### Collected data
....

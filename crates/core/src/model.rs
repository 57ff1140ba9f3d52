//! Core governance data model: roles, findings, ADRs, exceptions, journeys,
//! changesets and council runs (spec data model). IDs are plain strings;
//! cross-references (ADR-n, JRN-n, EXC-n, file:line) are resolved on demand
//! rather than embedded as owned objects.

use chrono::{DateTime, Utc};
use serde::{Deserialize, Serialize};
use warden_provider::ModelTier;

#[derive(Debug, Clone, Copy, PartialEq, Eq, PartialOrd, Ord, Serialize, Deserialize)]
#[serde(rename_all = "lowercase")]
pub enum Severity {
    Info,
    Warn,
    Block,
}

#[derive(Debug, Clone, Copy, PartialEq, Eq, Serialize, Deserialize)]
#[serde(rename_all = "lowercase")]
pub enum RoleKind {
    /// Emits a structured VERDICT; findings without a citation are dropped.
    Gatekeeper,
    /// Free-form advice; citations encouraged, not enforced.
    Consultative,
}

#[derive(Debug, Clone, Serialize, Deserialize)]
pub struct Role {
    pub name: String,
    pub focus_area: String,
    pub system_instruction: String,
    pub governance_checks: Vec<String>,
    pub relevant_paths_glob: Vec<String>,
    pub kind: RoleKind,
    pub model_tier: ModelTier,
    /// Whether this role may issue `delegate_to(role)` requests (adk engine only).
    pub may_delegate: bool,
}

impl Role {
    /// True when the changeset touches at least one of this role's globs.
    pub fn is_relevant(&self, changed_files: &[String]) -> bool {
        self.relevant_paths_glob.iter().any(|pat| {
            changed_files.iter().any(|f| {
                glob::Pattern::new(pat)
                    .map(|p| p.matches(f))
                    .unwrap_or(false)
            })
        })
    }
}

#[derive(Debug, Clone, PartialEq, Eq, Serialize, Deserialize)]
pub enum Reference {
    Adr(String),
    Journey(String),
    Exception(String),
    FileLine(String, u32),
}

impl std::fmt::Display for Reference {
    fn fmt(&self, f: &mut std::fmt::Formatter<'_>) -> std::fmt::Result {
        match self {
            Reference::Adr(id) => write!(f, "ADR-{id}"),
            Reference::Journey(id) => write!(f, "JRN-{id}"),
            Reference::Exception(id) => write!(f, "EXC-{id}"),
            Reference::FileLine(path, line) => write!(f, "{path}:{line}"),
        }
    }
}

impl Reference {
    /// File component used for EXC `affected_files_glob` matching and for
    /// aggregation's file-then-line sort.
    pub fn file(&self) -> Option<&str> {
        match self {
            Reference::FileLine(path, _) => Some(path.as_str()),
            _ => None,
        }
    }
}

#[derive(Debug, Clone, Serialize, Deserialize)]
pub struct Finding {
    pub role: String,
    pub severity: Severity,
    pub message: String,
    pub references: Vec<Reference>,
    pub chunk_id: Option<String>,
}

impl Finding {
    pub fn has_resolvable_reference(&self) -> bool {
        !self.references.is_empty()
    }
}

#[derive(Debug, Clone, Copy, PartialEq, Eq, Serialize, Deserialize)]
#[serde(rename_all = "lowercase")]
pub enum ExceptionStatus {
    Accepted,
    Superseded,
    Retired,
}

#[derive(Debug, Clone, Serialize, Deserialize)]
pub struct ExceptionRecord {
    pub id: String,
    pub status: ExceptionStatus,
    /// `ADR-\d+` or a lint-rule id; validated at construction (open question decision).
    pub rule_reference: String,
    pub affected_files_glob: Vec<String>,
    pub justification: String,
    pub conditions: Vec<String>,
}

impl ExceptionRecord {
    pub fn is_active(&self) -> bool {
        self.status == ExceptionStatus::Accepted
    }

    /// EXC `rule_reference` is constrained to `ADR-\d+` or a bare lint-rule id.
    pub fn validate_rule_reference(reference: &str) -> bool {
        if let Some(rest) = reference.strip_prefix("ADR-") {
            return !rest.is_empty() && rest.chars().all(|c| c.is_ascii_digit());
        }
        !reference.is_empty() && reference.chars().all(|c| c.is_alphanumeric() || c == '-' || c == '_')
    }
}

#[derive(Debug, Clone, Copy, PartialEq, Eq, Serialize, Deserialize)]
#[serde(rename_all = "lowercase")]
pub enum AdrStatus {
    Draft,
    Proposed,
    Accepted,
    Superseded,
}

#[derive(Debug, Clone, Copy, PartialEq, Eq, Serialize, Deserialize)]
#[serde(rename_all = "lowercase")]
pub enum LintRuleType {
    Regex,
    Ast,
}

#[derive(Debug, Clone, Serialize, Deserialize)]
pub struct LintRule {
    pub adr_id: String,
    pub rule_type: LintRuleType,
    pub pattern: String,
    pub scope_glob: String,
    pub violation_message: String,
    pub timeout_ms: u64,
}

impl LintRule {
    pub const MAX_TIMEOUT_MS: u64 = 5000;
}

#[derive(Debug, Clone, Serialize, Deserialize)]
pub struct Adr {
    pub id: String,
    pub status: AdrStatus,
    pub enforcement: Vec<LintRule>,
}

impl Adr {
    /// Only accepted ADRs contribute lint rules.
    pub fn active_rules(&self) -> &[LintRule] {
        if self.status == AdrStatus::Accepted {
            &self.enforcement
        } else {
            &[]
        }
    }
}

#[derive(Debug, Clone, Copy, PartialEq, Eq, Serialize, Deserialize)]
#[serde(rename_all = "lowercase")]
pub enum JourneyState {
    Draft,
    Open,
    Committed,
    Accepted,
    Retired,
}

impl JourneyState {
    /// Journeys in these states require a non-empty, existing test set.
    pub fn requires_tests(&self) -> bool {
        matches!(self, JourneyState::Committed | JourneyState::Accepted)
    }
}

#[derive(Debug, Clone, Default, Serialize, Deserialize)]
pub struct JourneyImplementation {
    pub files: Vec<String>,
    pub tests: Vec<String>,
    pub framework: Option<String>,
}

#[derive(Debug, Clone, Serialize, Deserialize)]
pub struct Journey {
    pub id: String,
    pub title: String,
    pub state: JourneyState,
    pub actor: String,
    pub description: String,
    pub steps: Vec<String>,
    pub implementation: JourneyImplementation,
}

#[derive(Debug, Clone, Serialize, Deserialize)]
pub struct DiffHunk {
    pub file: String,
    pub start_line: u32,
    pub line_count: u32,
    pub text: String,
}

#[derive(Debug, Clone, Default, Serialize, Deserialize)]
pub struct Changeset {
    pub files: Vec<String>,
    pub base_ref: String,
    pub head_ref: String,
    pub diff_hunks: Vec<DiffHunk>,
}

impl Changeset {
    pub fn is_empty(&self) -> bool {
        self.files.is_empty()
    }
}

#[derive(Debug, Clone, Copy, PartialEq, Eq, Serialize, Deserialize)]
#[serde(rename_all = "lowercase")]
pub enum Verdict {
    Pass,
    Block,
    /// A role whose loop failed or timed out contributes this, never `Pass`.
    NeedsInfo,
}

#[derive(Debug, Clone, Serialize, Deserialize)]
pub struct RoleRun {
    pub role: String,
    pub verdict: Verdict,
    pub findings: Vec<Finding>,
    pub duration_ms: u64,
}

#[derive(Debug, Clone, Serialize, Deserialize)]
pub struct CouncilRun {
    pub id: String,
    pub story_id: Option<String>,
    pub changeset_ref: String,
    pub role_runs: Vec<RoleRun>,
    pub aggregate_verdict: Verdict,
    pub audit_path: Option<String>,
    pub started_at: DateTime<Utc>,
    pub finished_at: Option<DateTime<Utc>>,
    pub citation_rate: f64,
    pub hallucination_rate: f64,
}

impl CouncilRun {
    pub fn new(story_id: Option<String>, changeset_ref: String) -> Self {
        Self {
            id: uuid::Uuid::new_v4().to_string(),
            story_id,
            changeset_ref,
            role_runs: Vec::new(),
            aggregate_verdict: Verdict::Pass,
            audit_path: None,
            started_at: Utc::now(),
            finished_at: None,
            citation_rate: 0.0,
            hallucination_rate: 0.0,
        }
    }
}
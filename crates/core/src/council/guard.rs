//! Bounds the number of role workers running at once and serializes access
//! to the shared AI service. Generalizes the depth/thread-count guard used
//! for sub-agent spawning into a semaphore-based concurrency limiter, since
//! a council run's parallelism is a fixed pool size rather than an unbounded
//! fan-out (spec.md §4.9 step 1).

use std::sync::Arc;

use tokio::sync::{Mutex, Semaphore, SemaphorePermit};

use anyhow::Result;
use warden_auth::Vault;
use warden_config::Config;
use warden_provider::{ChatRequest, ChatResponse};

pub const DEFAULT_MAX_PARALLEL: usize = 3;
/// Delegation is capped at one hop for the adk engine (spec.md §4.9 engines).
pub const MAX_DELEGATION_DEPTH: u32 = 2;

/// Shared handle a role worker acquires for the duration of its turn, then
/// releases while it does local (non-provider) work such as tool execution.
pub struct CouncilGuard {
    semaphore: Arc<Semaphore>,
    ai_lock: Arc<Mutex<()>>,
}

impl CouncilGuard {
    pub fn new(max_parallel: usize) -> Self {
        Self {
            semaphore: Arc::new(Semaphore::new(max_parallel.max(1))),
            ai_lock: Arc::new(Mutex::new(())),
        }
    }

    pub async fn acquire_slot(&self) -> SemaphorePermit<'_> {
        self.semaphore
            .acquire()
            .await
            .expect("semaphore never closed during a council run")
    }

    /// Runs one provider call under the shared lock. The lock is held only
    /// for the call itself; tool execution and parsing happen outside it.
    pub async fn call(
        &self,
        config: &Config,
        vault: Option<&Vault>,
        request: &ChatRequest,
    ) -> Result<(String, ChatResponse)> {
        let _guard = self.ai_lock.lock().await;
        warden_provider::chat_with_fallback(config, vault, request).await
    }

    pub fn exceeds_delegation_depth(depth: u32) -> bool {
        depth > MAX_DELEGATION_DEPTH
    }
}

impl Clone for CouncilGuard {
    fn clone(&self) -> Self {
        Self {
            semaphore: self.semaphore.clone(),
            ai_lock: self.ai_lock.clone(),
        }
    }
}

....

### TASK REQUIREMENTS
Where a line in the records above contains the string "JourneyImplementation", copy that line.

### RESPONSE TO THE TASK
pub struct JourneyImplementation {
    pub implementation: JourneyImplementation,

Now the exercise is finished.